Setup and Prerequisites

• Intel® NUC device connected to the Internet
• Arduino 101 board connected to the Intel® NUC through USB
• Seeed Studio Grove* - Base Shield attached to the Arduino 101 board and switched to 3V3 VCC
• Grove sensors connected to the Base Shield: light on A1, rotary encoder on A2, button on D4, green LED on D5, buzzer on D6, and relay on D7
• Connecting Intel® IoT Gateways to IBM Watson*
• Learn more: Getting Started with Intel® IoT Gateways with Intel® IoT Developer Kit 3.5

Read Sensors and Display Data on the Intel® IoT Gateway Developer Hub

Log in to the Intel® NUC device’s Intel® IoT Gateway Developer Hub by entering the Intel® NUC device’s IP address in your browser and using gwuser as both the default user name and password. You’ll see basic information about the Intel® NUC device, including its model number, version, Ethernet address, and network connectivity status.

Click the Sensors icon, and then click Manage Sensors to open the Node-RED* canvas, where you’ll see Sheet 1 with a default flow for an RH-USB sensor. You won’t use the RH-USB sensor for this project, so drag a box around the entire flow and delete it. You’re left with a blank canvas.

Along the left side of the Node-RED screen, you see a series of nodes. These are the building blocks for creating a Node-RED application on the Intel® NUC device. For this application, you’ll use the nodes shown in Table 1.

Table 1. Nodes used in the sample application

	Read button presses		On/off LED indicator
	Measure light level		Format chart display on the Intel® NUC device
	Measure rotary position		Send data to the IBM Watson IoT Platform
	Relay open/closed		Send data to the IBM Watson IoT Platform

Drag nodes onto the canvas and arrange them as shown in Figure 1. You will need multiple copies of some of the nodes. Use your mouse to connect wires between the nodes as shown.

Note: You’ll use the Watson IoT node later; don’t include it now.

When you first place nodes on the canvas, they are in a default state. You must configure them before they’ll work. To do so, double-click each node, and then set parameters in their configuration panels.

Double-click each node on the canvas and set its parameters as shown in Table 2. In some cases, the Name field is left blank (it uses the default name of the node). Pin numbers correspond to the Base Shield jack to the sensor or actuator is connected.

Table 2. Nodes and their parameters

Verify your settings and wiring connections, and then click Deploy to deploy your changes and make them active on the Intel® NUC device. After deploying the flow, you should see a data display toward the top of the Intel® IoT Gateway Developer Hub, with live values for Rotary, Light, and Button (Figure 2). Turning the rotary knob and covering the light sensor should make the numbers change up and down; pressing the button should turn on the LED, sound the buzzer, and energize the relay.

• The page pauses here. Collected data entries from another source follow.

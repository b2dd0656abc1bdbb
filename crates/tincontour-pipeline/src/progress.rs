//! Progress reporting for the three long-running loops of a run.
//!
//! Purely observational: reports never influence results.

use std::fmt;

/// A long-running loop of the pipeline.
#[derive(Debug, Clone, Copy, PartialEq, Eq, Hash)]
pub enum Phase {
    /// Slicing every triangle at every contour level it spans.
    Slicing,
    /// Walking open chains from their dangling ends.
    OpenChains,
    /// Walking the remaining closed loops.
    ClosedLoops,
}

impl Phase {
    /// All phases in execution order.
    pub const ALL: [Self; 3] = [Self::Slicing, Self::OpenChains, Self::ClosedLoops];

    /// Position of this phase, e.g. `"Loop 2 of 3"`.
    #[must_use]
    pub const fn label(self) -> &'static str {
        match self {
            Self::Slicing => "Loop 1 of 3",
            Self::OpenChains => "Loop 2 of 3",
            Self::ClosedLoops => "Loop 3 of 3",
        }
    }

    /// Short machine-friendly name.
    #[must_use]
    pub const fn name(self) -> &'static str {
        match self {
            Self::Slicing => "slicing",
            Self::OpenChains => "open-chains",
            Self::ClosedLoops => "closed-loops",
        }
    }
}

impl fmt::Display for Phase {
    fn fmt(&self, f: &mut fmt::Formatter<'_>) -> fmt::Result {
        write!(f, "{} ({})", self.label(), self.name())
    }
}

/// Receives percentage-complete notifications.
///
/// Implemented for any `FnMut(Phase, u8)` closure, so callers can pass
/// `&mut |phase, pct| ...` directly.
pub trait Progress {
    /// Called when `phase` reaches a new whole percentage (0..=100).
    fn report(&mut self, phase: Phase, percent: u8);
}

/// A [`Progress`] that ignores every report.
#[derive(Debug, Clone, Copy, Default)]
pub struct NoProgress;

impl Progress for NoProgress {
    fn report(&mut self, _phase: Phase, _percent: u8) {}
}

impl<F: FnMut(Phase, u8)> Progress for F {
    fn report(&mut self, phase: Phase, percent: u8) {
        self(phase, percent);
    }
}

/// Converts loop positions into percentages and forwards only changes.
#[derive(Debug)]
pub(crate) struct ProgressTracker {
    phase: Phase,
    total: usize,
    last: Option<u8>,
}

impl ProgressTracker {
    pub(crate) const fn new(phase: Phase, total: usize) -> Self {
        Self {
            phase,
            total,
            last: None,
        }
    }

    /// Record that item `index` (zero-based) of `total` is done.
    pub(crate) fn update(&mut self, index: usize, sink: &mut dyn Progress) {
        let percent = if self.total <= 1 {
            100
        } else {
            let scaled = index.saturating_mul(100) / (self.total - 1);
            u8::try_from(scaled.min(100)).unwrap_or(100)
        };
        if self.last != Some(percent) {
            self.last = Some(percent);
            sink.report(self.phase, percent);
        }
    }
}

#[cfg(test)]
mod tests {
    use super::*;

    #[test]
    fn labels_and_names() {
        assert_eq!(Phase::Slicing.label(), "Loop 1 of 3");
        assert_eq!(Phase::ClosedLoops.name(), "closed-loops");
        assert_eq!(Phase::OpenChains.to_string(), "Loop 2 of 3 (open-chains)");
    }

    #[test]
    fn tracker_reports_each_percentage_once() {
        let mut seen = Vec::new();
        let mut sink = |phase: Phase, pct: u8| seen.push((phase, pct));
        let mut tracker = ProgressTracker::new(Phase::Slicing, 1000);
        for i in 0..1000 {
            tracker.update(i, &mut sink);
        }
        let percents: Vec<u8> = seen.iter().map(|&(_, p)| p).collect();
        assert_eq!(percents.first(), Some(&0));
        assert_eq!(percents.last(), Some(&100));
        assert_eq!(percents.len(), 101);
        assert!(percents.windows(2).all(|w| w[0] < w[1]));
        assert!(seen.iter().all(|&(phase, _)| phase == Phase::Slicing));
    }

    #[test]
    fn tracker_single_item_jumps_to_done() {
        let mut seen = Vec::new();
        let mut sink = |_: Phase, pct: u8| seen.push(pct);
        let mut tracker = ProgressTracker::new(Phase::ClosedLoops, 1);
        tracker.update(0, &mut sink);
        tracker.update(0, &mut sink);
        assert_eq!(seen, vec![100]);
    }

    #[test]
    fn no_progress_is_silent() {
        let mut tracker = ProgressTracker::new(Phase::OpenChains, 10);
        for i in 0..10 {
            tracker.update(i, &mut NoProgress);
        }
    }
}
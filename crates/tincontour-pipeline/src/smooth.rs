//! Moving-average smoothing of contour polylines.
//!
//! Each vertex is replaced by the unweighted mean of the `F = 2r + 1`
//! vertices centered on it. The filter runs in place as two full sweeps,
//! forward then reverse, so every update already sees its predecessors'
//! smoothed positions.

use crate::types::{ContourLine, Point, Polyline};

/// Smooth `polyline` in place with window size `filter_size`.
///
/// An even size behaves like the next odd size. Does nothing when
/// `filter_size <= 1` or the polyline has fewer than `filter_size`
/// vertices.
pub fn smooth(polyline: &mut Polyline, closed: bool, filter_size: usize) {
    if filter_size <= 1 || polyline.len() < filter_size {
        return;
    }
    if closed {
        smooth_closed(polyline.points_mut(), filter_size / 2);
    } else {
        smooth_open(polyline.points_mut(), filter_size / 2);
    }
}

/// Smooth every line of a run in place.
pub fn smooth_lines(lines: &mut [ContourLine], filter_size: usize) {
    for line in lines {
        smooth(&mut line.polyline, line.closed, filter_size);
    }
}

/// Mean of the window around `i`, with `index(i, offset)` mapping each
/// window slot to a vertex.
#[allow(clippy::cast_precision_loss)]
fn window_mean(
    points: &[Point],
    i: usize,
    radius: usize,
    index: impl Fn(usize, usize) -> usize,
) -> Point {
    let window = 2 * radius + 1;
    let (mut sx, mut sy) = (0.0, 0.0);
    for offset in 0..window {
        let p = points[index(i, offset)];
        sx += p.x;
        sy += p.y;
    }
    Point::new(sx / window as f64, sy / window as f64)
}

/// Open polyline: window slots past either end clamp to the end vertex.
fn smooth_open(points: &mut [Point], radius: usize) {
    let last = points.len() - 1;
    let clamp = |i: usize, offset: usize| (i + offset).saturating_sub(radius).min(last);

    for i in 0..points.len() {
        points[i] = window_mean(points, i, radius, clamp);
    }
    for i in (0..points.len()).rev() {
        points[i] = window_mean(points, i, radius, clamp);
    }
}

/// Closed polyline: the last vertex duplicates the first, so the window
/// wraps over the `n - 1` distinct vertices.
fn smooth_closed(points: &mut [Point], radius: usize) {
    let ring = points.len() - 1;
    let back = radius % ring;
    let wrap = |i: usize, offset: usize| (i + offset + ring - back) % ring;

    for i in 0..ring {
        points[i] = window_mean(points, i, radius, wrap);
    }
    points[ring] = points[0];
    for i in (0..ring).rev() {
        points[i] = window_mean(points, i, radius, wrap);
    }
    points[ring] = points[0];
}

Send Data to IBM Watson* IoT Platform Quickstart

Next, add an IBM Watson* IoT Platform output node and send your data to IBM Watson IoT Platform Quickstart. Quickstart lets you connect a device to the IBM Watson IoT Platform quickly and with minimal setup. It’s often used during the first steps of building a new Internet of Things application.

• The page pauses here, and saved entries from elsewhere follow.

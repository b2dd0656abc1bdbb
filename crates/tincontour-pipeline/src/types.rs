//! Shared types for the tincontour pipeline.

use serde::{Deserialize, Serialize};

use crate::triangulate::TriangulatorKind;

/// An input elevation sample.
#[derive(Debug, Clone, Copy, PartialEq, Serialize, Deserialize)]
pub struct Point3 {
    /// Easting (or any planar x coordinate).
    pub x: f64,
    /// Northing (or any planar y coordinate).
    pub y: f64,
    /// Elevation.
    pub z: f64,
}

impl Point3 {
    /// Create a new elevation sample.
    #[must_use]
    pub const fn new(x: f64, y: f64, z: f64) -> Self {
        Self { x, y, z }
    }

    /// The planar projection of this sample.
    #[must_use]
    pub const fn xy(self) -> Point {
        Point::new(self.x, self.y)
    }

    /// Returns `true` if all three coordinates are finite.
    #[must_use]
    pub const fn is_finite(self) -> bool {
        self.x.is_finite() && self.y.is_finite() && self.z.is_finite()
    }

    /// Squared Euclidean distance to another sample, elevation included.
    #[must_use]
    pub fn distance_squared(self, other: Self) -> f64 {
        let dx = self.x - other.x;
        let dy = self.y - other.y;
        let dz = self.z - other.z;
        dx.mul_add(dx, dy.mul_add(dy, dz * dz))
    }
}

/// A 2D point in the plane of the contour map.
#[derive(Debug, Clone, Copy, PartialEq, Serialize, Deserialize)]
pub struct Point {
    /// Horizontal position.
    pub x: f64,
    /// Vertical position.
    pub y: f64,
}

impl Point {
    /// Create a new point.
    #[must_use]
    pub const fn new(x: f64, y: f64) -> Self {
        Self { x, y }
    }

    /// Squared Euclidean distance to another point.
    ///
    /// Avoids the square root for comparison purposes.
    #[must_use]
    pub fn distance_squared(self, other: Self) -> f64 {
        let dx = self.x - other.x;
        let dy = self.y - other.y;
        dx.mul_add(dx, dy * dy)
    }

    /// Euclidean distance to another point.
    #[must_use]
    pub fn distance(self, other: Self) -> f64 {
        self.distance_squared(other).sqrt()
    }

    /// The point halfway between `self` and `other`.
    #[must_use]
    pub fn midpoint(self, other: Self) -> Self {
        Self::new((self.x + other.x) / 2.0, (self.y + other.y) / 2.0)
    }

    /// Linear interpolation from `self` towards `other` by `t`.
    #[must_use]
    pub fn lerp(self, other: Self, t: f64) -> Self {
        Self::new(
            t.mul_add(other.x - self.x, self.x),
            t.mul_add(other.y - self.y, self.y),
        )
    }
}

/// A sequence of connected points.
#[derive(Debug, Clone, PartialEq, Serialize, Deserialize)]
pub struct Polyline(Vec<Point>);

impl Polyline {
    /// Create a new polyline from a vector of points.
    #[must_use]
    pub const fn new(points: Vec<Point>) -> Self {
        Self(points)
    }

    /// Returns `true` if the polyline has no points.
    #[must_use]
    pub const fn is_empty(&self) -> bool {
        self.0.is_empty()
    }

    /// Returns the number of points in the polyline.
    #[must_use]
    pub const fn len(&self) -> usize {
        self.0.len()
    }

    /// Returns the first point, if any.
    #[must_use]
    pub fn first(&self) -> Option<&Point> {
        self.0.first()
    }

    /// Returns the last point, if any.
    #[must_use]
    pub fn last(&self) -> Option<&Point> {
        self.0.last()
    }

    /// Returns a slice of all points.
    #[must_use]
    pub fn points(&self) -> &[Point] {
        &self.0
    }

    /// Returns a mutable slice of all points.
    pub fn points_mut(&mut self) -> &mut [Point] {
        &mut self.0
    }
}

/// Three indices into the input point array.
pub type Triangle = [usize; 3];

/// One endpoint of a segment where a triangle boundary crosses a contour
/// level.
#[derive(Debug, Clone, Copy, PartialEq, Serialize, Deserialize)]
pub struct ContourPoint {
    /// Position of the crossing in the plane.
    pub position: Point,
    /// Elevation of the contour this crossing belongs to.
    pub level: f64,
    /// Band index `k` such that `level == base + k * interval`.
    ///
    /// Same-level tests compare bands, never raw elevations.
    pub band: i64,
}

/// One output record: a single contour line.
#[derive(Debug, Clone, PartialEq, Serialize, Deserialize)]
pub struct ContourLine {
    /// Sequential feature id, starting at 1.
    pub fid: usize,
    /// Contour elevation.
    pub elevation: f64,
    /// Band index of the elevation (see [`ContourPoint::band`]).
    pub band: i64,
    /// Whether the line is a closed loop (first vertex == last vertex).
    pub closed: bool,
    /// Vertex geometry.
    pub polyline: Polyline,
}

/// All contour lines produced by one run, in output order.
#[derive(Debug, Clone, Default, PartialEq, Serialize, Deserialize)]
pub struct ContourSet {
    /// Output records. Feature ids run `1..=lines.len()`.
    pub lines: Vec<ContourLine>,
}

impl ContourSet {
    /// Number of contour lines.
    #[must_use]
    pub const fn len(&self) -> usize {
        self.lines.len()
    }

    /// Returns `true` if no contour line was produced.
    #[must_use]
    pub const fn is_empty(&self) -> bool {
        self.lines.is_empty()
    }

    /// Iterate over the closed loops only.
    pub fn closed(&self) -> impl Iterator<Item = &ContourLine> {
        self.lines.iter().filter(|l| l.closed)
    }

    /// Iterate over the open chains only.
    pub fn open(&self) -> impl Iterator<Item = &ContourLine> {
        self.lines.iter().filter(|l| !l.closed)
    }

    /// Total vertex count across all lines.
    #[must_use]
    pub fn total_points(&self) -> usize {
        self.lines.iter().map(|l| l.polyline.len()).sum()
    }
}

/// Configuration for the contouring pipeline.
///
/// Use [`validate`](Self::validate) (called by every pipeline entry
/// point) to check the invariants documented on each field.
#[derive(Debug, Clone, PartialEq, Serialize, Deserialize)]
#[serde(default)]
pub struct ContourConfig {
    /// Vertical spacing between contour lines. Finite and > 0.
    pub interval: f64,

    /// Base contour value. Contours are drawn at
    /// `base + k * interval` for integer `k`.
    pub base: f64,

    /// Distance under which two crossing points are the same vertex.
    /// Finite and > 0.
    pub precision: f64,

    /// Width of the mean filter applied to contour vertices.
    ///
    /// `0` disables smoothing. Even values are rounded up to the next
    /// odd value (see [`effective_filter_size`](Self::effective_filter_size)).
    pub smoothing_filter_size: usize,

    /// Triangles with any 3D edge longer than this are dropped before
    /// slicing. `None` keeps every triangle.
    pub max_triangle_edge_length: Option<f64>,

    /// Which triangulation strategy to use.
    pub triangulator: TriangulatorKind,
}

impl ContourConfig {
    /// Default contour interval.
    pub const DEFAULT_INTERVAL: f64 = 10.0;
    /// Default base contour.
    pub const DEFAULT_BASE: f64 = 0.0;
    /// Default coincidence tolerance.
    pub const DEFAULT_PRECISION: f64 = 1e-6;
    /// Default smoothing filter size.
    pub const DEFAULT_SMOOTHING_FILTER_SIZE: usize = 9;
    /// Most contour levels a single run may span.
    pub const MAX_LEVELS: u32 = 100_000;

    /// The filter size actually applied: `0` stays `0`, even sizes are
    /// bumped to the next odd size.
    #[must_use]
    pub const fn effective_filter_size(&self) -> usize {
        let size = self.smoothing_filter_size;
        if size != 0 && size % 2 == 0 {
            size + 1
        } else {
            size
        }
    }

    /// Check the configuration invariants.
    ///
    /// # Errors
    ///
    /// Returns [`ContourError::InvalidConfig`] naming the first field
    /// that violates its invariant.
    pub fn validate(&self) -> Result<(), ContourError> {
        if !self.interval.is_finite() || self.interval <= 0.0 {
            return Err(ContourError::InvalidConfig(format!(
                "interval must be finite and positive, got {}",
                self.interval
            )));
        }
        if !self.base.is_finite() {
            return Err(ContourError::InvalidConfig(format!(
                "base must be finite, got {}",
                self.base
            )));
        }
        if !self.precision.is_finite() || self.precision <= 0.0 {
            return Err(ContourError::InvalidConfig(format!(
                "precision must be finite and positive, got {}",
                self.precision
            )));
        }
        if let Some(max_len) = self.max_triangle_edge_length
            && (!max_len.is_finite() || max_len <= 0.0)
        {
            return Err(ContourError::InvalidConfig(format!(
                "max_triangle_edge_length must be finite and positive, got {max_len}"
            )));
        }
        Ok(())
    }

    /// Check that the elevation range `z_min..=z_max` spans at most
    /// [`MAX_LEVELS`](Self::MAX_LEVELS) contour levels.
    ///
    /// # Errors
    ///
    /// Returns [`ContourError::InvalidConfig`] when the interval is too
    /// fine for the data.
    pub fn check_level_count(&self, z_min: f64, z_max: f64) -> Result<(), ContourError> {
        let levels = (z_max - z_min) / self.interval;
        if levels > f64::from(Self::MAX_LEVELS) {
            return Err(ContourError::InvalidConfig(format!(
                "interval {} spans {levels:.0} levels over elevations {z_min}..{z_max}, \
                 more than the maximum of {}",
                self.interval,
                Self::MAX_LEVELS
            )));
        }
        Ok(())
    }
}

impl Default for ContourConfig {
    fn default() -> Self {
        Self {
            interval: Self::DEFAULT_INTERVAL,
            base: Self::DEFAULT_BASE,
            precision: Self::DEFAULT_PRECISION,
            smoothing_filter_size: Self::DEFAULT_SMOOTHING_FILTER_SIZE,
            max_triangle_edge_length: None,
            triangulator: TriangulatorKind::default(),
        }
    }
}

/// Errors raised by a [`ContourSink`](crate::sink::ContourSink).
#[derive(Debug, thiserror::Error)]
pub enum SinkError {
    /// The sink failed to write.
    #[error("failed to write contours: {0}")]
    Io(#[from] std::io::Error),

    /// The sink refused a record.
    #[error("contour sink rejected record: {0}")]
    Rejected(String),
}

/// Errors that can occur while generating contours.
#[derive(Debug, thiserror::Error)]
pub enum ContourError {
    /// No input points were given.
    #[error("input point set is empty")]
    EmptyInput,

    /// Fewer points than a single triangle needs.
    #[error("at least 3 points are required for triangulation, got {count}")]
    InsufficientPoints {
        /// Number of points supplied.
        count: usize,
    },

    /// An input point has a NaN or infinite coordinate.
    #[error("input point {index} has a non-finite coordinate")]
    NonFiniteInput {
        /// Index of the offending point.
        index: usize,
    },

    /// The points admit no triangle (all collinear or coincident), or
    /// every triangle was filtered out.
    #[error("no triangulation exists for the input points")]
    Degenerate,

    /// Pipeline configuration is invalid.
    #[error("invalid contour configuration: {0}")]
    InvalidConfig(String),

    /// The output sink failed.
    #[error(transparent)]
    Sink(#[from] SinkError),
}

In the Intel® IoT Gateway Developer Hub, drag a Watson IoT output node onto the canvas. When the node is on the canvas, its name changes to IBM IoT Device. Connect a wire from the output of Grove Rotary to the input of IBM IoT Device. Double-click the IBM IoT Device node on the canvas, and sets its parameters as shown in Figure 3, including setting the Name to Watson IoT Quickstart. The Quickstart Id is generated automatically; you don’t need to change it.

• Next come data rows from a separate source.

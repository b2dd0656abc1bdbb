//! tincontour: contour lines from scattered elevation points.
//!
//! Reads a plain-text XYZ point file, runs the contouring pipeline with
//! configurable parameters, writes the contours as GeoJSON or SVG, and
//! prints per-stage diagnostics to stderr.
//!
//! # Usage
//!
//! ```text
//! cargo run --release --bin tincontour -- [OPTIONS] <INPUT>
//! ```

#![allow(clippy::print_stdout, clippy::print_stderr)]

mod input;

use std::io::Write;
use std::path::{Path, PathBuf};
use std::process::ExitCode;
use std::time::{Duration, Instant};

use clap::{Parser, ValueEnum};
use tincontour_export::{ExportError, GeoJsonMetadata, SvgMetadata, SvgStyle};
use tincontour_pipeline::diagnostics::{Clock, generate_contours_with_diagnostics};
use tincontour_pipeline::{ContourConfig, ContourError, ContourSet, Phase};
use tracing_subscriber::EnvFilter;

use crate::input::InputError;

/// Contour lines from scattered elevation points.
///
/// Triangulates the input samples, slices the surface at every contour
/// level and writes the resulting polylines.
#[derive(Parser)]
#[command(name = "tincontour", version)]
struct Cli {
    /// Path to the XYZ point file.
    input: PathBuf,

    /// Vertical spacing between contour lines.
    #[arg(long, default_value_t = ContourConfig::DEFAULT_INTERVAL)]
    interval: f64,

    /// Base contour value; levels are base + k * interval.
    #[arg(long, default_value_t = ContourConfig::DEFAULT_BASE, allow_negative_numbers = true)]
    base: f64,

    /// Distance under which two crossing points are the same vertex.
    #[arg(long, default_value_t = ContourConfig::DEFAULT_PRECISION)]
    precision: f64,

    /// Smoothing filter size (0 disables, even sizes act like the next odd).
    #[arg(long, default_value_t = ContourConfig::DEFAULT_SMOOTHING_FILTER_SIZE)]
    smooth: usize,

    /// Drop triangles with an edge longer than this before slicing.
    #[arg(long)]
    max_triangle_edge_length: Option<f64>,

    /// Output format.
    #[arg(long, value_enum, default_value_t = Format::Geojson)]
    format: Format,

    /// Write output to file instead of stdout.
    #[arg(long, short)]
    output: Option<PathBuf>,

    /// SVG only: every Nth band is drawn as an index contour (0 disables).
    #[arg(long, default_value_t = SvgStyle::DEFAULT_MAJOR_EVERY)]
    major_every: u32,

    /// Full contour config as a JSON string.
    ///
    /// When provided, all other contour parameter flags are ignored.
    /// Missing fields take their default values.
    #[arg(long)]
    config_json: Option<String>,

    /// Output diagnostics as JSON instead of human-readable report.
    #[arg(long)]
    json: bool,

    /// Increase log verbosity (-v info, -vv debug, -vvv trace).
    ///
    /// `RUST_LOG` takes precedence when set.
    #[arg(long, short, action = clap::ArgAction::Count)]
    verbose: u8,
}

/// Output format selection.
#[derive(Clone, Copy, ValueEnum)]
enum Format {
    /// RFC 7946 `FeatureCollection` of `LineString` features.
    Geojson,
    /// SVG document, north up.
    Svg,
}

#[derive(Debug, thiserror::Error)]
enum CliError {
    #[error(transparent)]
    Input(#[from] InputError),

    #[error("error parsing --config-json: {0}")]
    ConfigJson(#[source] serde_json::Error),

    #[error("contouring failed: {0}")]
    Contour(#[from] ContourError),

    #[error("export failed: {0}")]
    Export(#[from] ExportError),

    #[error("error serializing diagnostics: {0}")]
    Diagnostics(#[source] serde_json::Error),

    #[error("error writing {}: {source}", path.display())]
    Write {
        path: PathBuf,
        #[source]
        source: std::io::Error,
    },
}

/// Build a [`ContourConfig`] from CLI arguments.
///
/// If `--config-json` is provided, the JSON is parsed directly and all
/// individual parameter flags are ignored. Otherwise, a config is
/// assembled from the individual flags.
fn config_from_cli(cli: &Cli) -> Result<ContourConfig, CliError> {
    if let Some(ref json) = cli.config_json {
        return serde_json::from_str(json).map_err(CliError::ConfigJson);
    }

    Ok(ContourConfig {
        interval: cli.interval,
        base: cli.base,
        precision: cli.precision,
        smoothing_filter_size: cli.smooth,
        max_triangle_edge_length: cli.max_triangle_edge_length,
        ..ContourConfig::default()
    })
}

fn init_logging(verbose: u8) {
    let default = match verbose {
        0 => "warn",
        1 => "info",
        2 => "debug",
        _ => "trace",
    };
    let filter = EnvFilter::try_from_default_env().unwrap_or_else(|_| EnvFilter::new(default));
    tracing_subscriber::fmt()
        .with_env_filter(filter)
        .with_writer(std::io::stderr)
        .init();
}

/// Log every tenth percent of each phase.
fn log_progress(phase: Phase, percent: u8) {
    if percent % 10 == 0 {
        tracing::info!(phase = phase.name(), percent, "{}", phase.label());
    }
}

fn render(set: &ContourSet, config: &ContourConfig, cli: &Cli) -> Result<String, CliError> {
    let title = cli
        .input
        .file_stem()
        .and_then(|s| s.to_str())
        .unwrap_or("contours");

    match cli.format {
        Format::Geojson => Ok(tincontour_export::to_geojson(
            set,
            &GeoJsonMetadata {
                name: Some(title),
                pretty: false,
            },
        )?),
        Format::Svg => {
            let desc = format!(
                "interval={}, base={}, smoothing={}",
                config.interval, config.base, config.smoothing_filter_size,
            );
            let config_json = serde_json::to_string(config).ok();
            let metadata = SvgMetadata {
                title: Some(title),
                description: Some(&desc),
                config_json: config_json.as_deref(),
            };
            let style = SvgStyle {
                major_every: cli.major_every,
                ..SvgStyle::default()
            };
            Ok(tincontour_export::to_svg(set, &style, &metadata))
        }
    }
}

fn write_output(path: Option<&Path>, contents: &str) -> Result<(), CliError> {
    match path {
        Some(path) => std::fs::write(path, contents).map_err(|source| CliError::Write {
            path: path.to_path_buf(),
            source,
        })?,
        None => {
            let mut stdout = std::io::stdout().lock();
            stdout
                .write_all(contents.as_bytes())
                .and_then(|()| stdout.write_all(b"\n"))
                .map_err(|source| CliError::Write {
                    path: PathBuf::from("<stdout>"),
                    source,
                })?;
        }
    }
    Ok(())
}

fn run(cli: &Cli) -> Result<(), CliError> {
    let config = config_from_cli(cli)?;
    let points = input::read_points(&cli.input)?;

    tracing::info!(
        input = %cli.input.display(),
        points = points.len(),
        interval = config.interval,
        base = config.base,
        smoothing = config.smoothing_filter_size,
        "contouring"
    );

    let (set, diagnostics) =
        generate_contours_with_diagnostics(&points, &config, &StdClock, &mut log_progress)?;

    if cli.json {
        let json = serde_json::to_string_pretty(&diagnostics).map_err(CliError::Diagnostics)?;
        eprintln!("{json}");
    } else {
        eprintln!("{}", diagnostics.report());
    }

    let rendered = render(&set, &config, cli)?;
    write_output(cli.output.as_deref(), &rendered)?;

    if let Some(ref path) = cli.output {
        eprintln!(
            "{} contour lines written to {} ({} bytes)",
            set.len(),
            path.display(),
            rendered.len(),
        );
    }
    Ok(())
}

fn main() -> ExitCode {
    let cli = Cli::parse();
    init_logging(cli.verbose);

    match run(&cli) {
        Ok(()) => ExitCode::SUCCESS,
        Err(e) => {
            eprintln!("Error: {e}");
            ExitCode::FAILURE
        }
    }
}

/// [`Clock`] implementation backed by [`std::time::Instant`].
struct StdClock;

impl Clock for StdClock {
    type Instant = Instant;

    fn now(&self) -> Instant {
        Instant::now()
    }

    fn elapsed(&self, since: &Instant) -> Duration {
        since.elapsed()
    }
}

Click Ok, and then click Deploy to deploy your updated flow to the Intel® NUC device. At this point, the data values for your Grove Rotary sensor should be flowing to Quickstart once per second. To view the data in Quickstart, double-click the Watson IoT Quickstart node on the canvas, and then click the Quickstart link to the right of the Quickstart Id—(1) in the Figure 3. Doing so launches the Quickstart page in your browser, with your Grove Rotary data appearing in a live display (Figure 4). Adjust the rotary sensor in either direction, and you should see the data chart change up and down.

Each new sensor reading that the Arduino 101 board generates and the Intel® NUC device sends appears toward the bottom of the display, along with the time it was received. These values should match what you see in the Intel® NUC device’s Intel® IoT Gateway Developer Hub. You can compare the two displays to verify that the data is flowing properly.

Where to Go from Here

This application provides a foundation for connecting your Arduino 101 board and Intel NUC device to the IBM Watson IoT Platform. From here, you would typically wire up other sensors to Quickstart to check their data, and then move to IBM Watson IoT Registered mode to build more complex applications that store, process, and visualize your sensor data.